Students prepare for classes to resume

Officers of the Virginia State Police provide security as students return Sunday to the Virginia Tech campus in Blacksburg, Va. Students, from left, Julie Huff, Annie Ellis, and Vanessa Tumminia, carry their belongings into West Ambler Johnston Hall. Students are returning to the campus as classes will resume today.

? Still grieving and increasingly wary of the media spotlight, Virginia Tech students returned to their beleaguered campus Sunday, preparing to salvage the final weeks of a semester eclipsed by violence.

The scene on campus resembled move-in day in late summer, with parents helping their children carry suitcases into dormitories. There were tears and hugs goodbye. But instead of excitement for the year ahead, there was simply determination to endure and regroup in the fall.

When classes resume today the university will give students three choices: They can continue their studies through the end of the semester next week, take a grade based on what they have done so far, or withdraw from a course without penalty.

“I want to go back. It’s just really strange to just stop going,” said Paul Deyerle, a sophomore from Roanoke who was helping a friend move belongings from the dormitory where another close friend, Ryan Clark, was among those killed in the worst shooting massacre in modern U.S. history.

A number of students living in West Ambler Johnston Hall have asked to be relocated elsewhere.

“I need to keep going back,” Deyerle said, struggling for words. “It seems like every other facet of my life is different now, so I have to.”

A number of students said they had been drawn to the comforts of home immediately after the shooting, but now were drawn back to the tight-knit Virginia Tech community.

“When we hit (Route) 460 and we could see the campus, we both started crying,” said sophomore Ashleigh Shifflett, eating a picnic lunch with her sister Regan near memorials to the victims on the central campus lawn. “I was happy to see my family, but I felt like I needed to be here, and when I came back here, it was like I’m home.”

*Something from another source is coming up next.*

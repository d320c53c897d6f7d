pub mod dedupe;
pub mod graph;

Virginia Tech officials say their top priority is the victims’ families, and they have given each of them a private e-mail address and direct phone number for President Charles Steger.

“I don’t know what else you could do,” said John Rossi, chairman of the math department. “A student, I don’t know how much they’re going to be able to learn at this point. Maybe some can. But I think some students are just not going to be able to come, so why would you penalize them? There’s going to be some faculty dealing with that, too.”

Freshman Brittany Gambardella, who was asleep in West Ambler Johnston when the rampage began two floors below, was not sure what, if any, work she would be doing the rest of the year. But that wasn’t why she returned to campus from her home in Midlothian.

“I want to be back this week even if I don’t take my exams, just to be with people,” Gambardella said. “Then you go home, and you end the year on a good note.”

State police plan to maintain a security presence on campus at least through today.

Students say they welcome the outpouring of support they have received, but they have grown weary of the news media. The Student Government Association asked reporters to leave by the start of classes today.